CC: Qual é a sua opinião sobre os arrestos determinados pela Justiça em ações de associações de funcionários com salários em atraso?
MO: Um absurdo, uma maluquice. Quando ocorrem, o governo não pode desembolsar nada. Como comprar remédio para hospitais, comida para os presos, insumo para a polícia?
CC: Como funciona a arrecadação?
MO: Há uma lógica injusta e cruel. O ICMS é cobrado tradicionalmente onde ocorreu a produção do bem ou do serviço. No caso da extração e refino do petróleo, a tributação é, no entanto, permitida só no destino onde serão consumidos.
Essa norma foi criada porque a produção estava muito concentrada no Rio, mas subtrai uma receita pública entre 8 bilhões e 10 bilhões de reais. Há outro problema. A extração é feita em alto-mar, gera menos atividade produtiva no entorno em comparação com a exploração em terra.
Aumenta, porém, o PIB do Rio, o que diminui a sua participação no Fundo de Participação dos Estados, distribuído conforme uma regra que procura reduzir as desigualdades. A situação fica ainda mais grave no contexto de queda do preço da commodity e paralisação política e econômica. Atinge em cheio a periferia metropolitana com estrutura produtiva rarefeita, baixa geração de tributos e alta dependência dos royalties.
Restaurante Bangu
O ajuste fechou o restaurante popular de Bangu e outros nove (Jorge Heli/Futura Press)
CC: Como está a arrecadação dos royalties?
MO: Acompanha a queda dos preços e da atividade econômica. Além disso, a Petrobras e as multinacionais do setor se recusam a fazer a atualização periódica dos valores e geram uma perda adicional entre 1 bilhão e 2 bilhões de reais para o estado.
Outro problema é a substituição das encomendas de embarcações e plataformas marítimas daquela estatal à indústria naval local por aquisições no exterior. Metade dos estaleiros do País fica no Rio e eles estão quebrando. Para nossa periferia metropolitana, uma situação dessas é absolutamente dramática.
CC: Houve problemas na concessão de subsídios?
MO: Há situações defensáveis, outras não, mas é preciso abrir os dados, pois as informações disponíveis são contraditórias. Não está entre as causas mais importantes dos problemas.
CC: Qual o papel do governo federal na solução da crise?

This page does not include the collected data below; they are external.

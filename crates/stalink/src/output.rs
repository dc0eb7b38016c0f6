//! Output formatting: table, JSON, plain.
//!
//! Entities are rendered from their encoded JSON form, so SWE members such
//! as `taskingParameters` appear exactly as they go over the wire.

use std::io::{self, Write};

use serde_json::{Map, Value};
use tabled::{Table, Tabled, settings::Style};

use stalink_api::util::clean_for_logging;

use crate::cli::OutputFormat;

const CELL_WIDTH: usize = 60;

/// Properties tried in order for the summary column.
const SUMMARY_KEYS: &[&str] = &["description", "result", "definition", "encodingType"];

// ── Table rows ───────────────────────────────────────────────────────

#[derive(Tabled)]
struct EntityRow {
    #[tabled(rename = "ID")]
    id: String,
    #[tabled(rename = "Name")]
    name: String,
    #[tabled(rename = "Summary")]
    summary: String,
}

impl From<&Map<String, Value>> for EntityRow {
    fn from(entity: &Map<String, Value>) -> Self {
        Self {
            id: entity.get("@iot.id").map(cell).unwrap_or_default(),
            name: entity.get("name").map(cell).unwrap_or_default(),
            summary: SUMMARY_KEYS
                .iter()
                .find_map(|key| entity.get(*key))
                .map(cell)
                .unwrap_or_default(),
        }
    }
}

#[derive(Tabled)]
struct PropertyRow {
    #[tabled(rename = "Property")]
    property: String,
    #[tabled(rename = "Value")]
    value: String,
}

fn cell(value: &Value) -> String {
    let text = match value {
        Value::String(s) => s.clone(),
        other => other.to_string(),
    };
    clean_for_logging(&text, CELL_WIDTH)
}

// ── Render dispatchers ───────────────────────────────────────────────

pub fn render_list(
    format: &OutputFormat,
    entities: &[Map<String, Value>],
) -> Result<String, serde_json::Error> {
    Ok(match format {
        OutputFormat::Table => {
            let rows: Vec<EntityRow> = entities.iter().map(EntityRow::from).collect();
            Table::new(rows).with(Style::rounded()).to_string()
        }
        OutputFormat::Json => serde_json::to_string_pretty(entities)?,
        OutputFormat::JsonCompact => serde_json::to_string(entities)?,
        OutputFormat::Plain => entities
            .iter()
            .filter_map(|e| e.get("@iot.id").map(cell))
            .collect::<Vec<_>>()
            .join("\n"),
    })
}

pub fn render_single(
    format: &OutputFormat,
    entity: &Map<String, Value>,
) -> Result<String, serde_json::Error> {
    Ok(match format {
        OutputFormat::Table => {
            let rows: Vec<PropertyRow> = entity
                .iter()
                .map(|(property, value)| PropertyRow {
                    property: property.clone(),
                    value: cell(value),
                })
                .collect();
            Table::new(rows).with(Style::rounded()).to_string()
        }
        OutputFormat::Json => serde_json::to_string_pretty(entity)?,
        OutputFormat::JsonCompact => serde_json::to_string(entity)?,
        OutputFormat::Plain => entity.get("@iot.id").map(cell).unwrap_or_default(),
    })
}

/// Print the rendered output to stdout, respecting quiet mode.
pub fn print_output(output: &str, quiet: bool) {
    if quiet || output.is_empty() {
        return;
    }
    let mut stdout = io::stdout().lock();
    let _ = writeln!(stdout, "{output}");
}

#[cfg(test)]
#[allow(clippy::unwrap_used)]
mod tests {
    use serde_json::json;

    use super::*;

    fn entity(value: Value) -> Map<String, Value> {
        match value {
            Value::Object(map) => map,
            _ => unreachable!(),
        }
    }

    #[test]
    fn plain_lists_ids() {
        let entities = [
            entity(json!({ "@iot.id": 1, "name": "a" })),
            entity(json!({ "@iot.id": "x", "name": "b" })),
        ];
        assert_eq!(render_list(&OutputFormat::Plain, &entities).unwrap(), "1\nx");
    }

    #[test]
    fn table_summarises_first_known_property() {
        let row = EntityRow::from(&entity(json!({
            "@iot.id": 7,
            "result": 21.5,
            "phenomenonTime": "2024-01-01T00:00:00Z"
        })));
        assert_eq!(row.id, "7");
        assert_eq!(row.name, "");
        assert_eq!(row.summary, "21.5");
    }

    #[test]
    fn long_cells_are_truncated() {
        let text = "x".repeat(200);
        let rendered = cell(&Value::String(text));
        assert_eq!(rendered.chars().count(), CELL_WIDTH);
        assert!(rendered.ends_with("..."));
    }
}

MO: O quadro descrito mostra claramente que a saída passa necessariamente pela esfera federal, pois o estado não a superará com seus próprios recursos. A queda da taxa Selic é parte da solução. Sem isso, as receitas públicas não voltarão a aumentar, pois o imposto é pró-cíclico, cresce ou cai com o movimento da economia. São mais de 500 bilhões de reais drenados para os credores da dívida pública por causa dos juros altos.
CC: Como está o ânimo dos funcionários?
MO: O nível de irritação está num grau absurdo. A possibilidade de greve da polícia no réveillon, no Carnaval ou durante o verão é imensa. A segurança pública piora a olhos vistos.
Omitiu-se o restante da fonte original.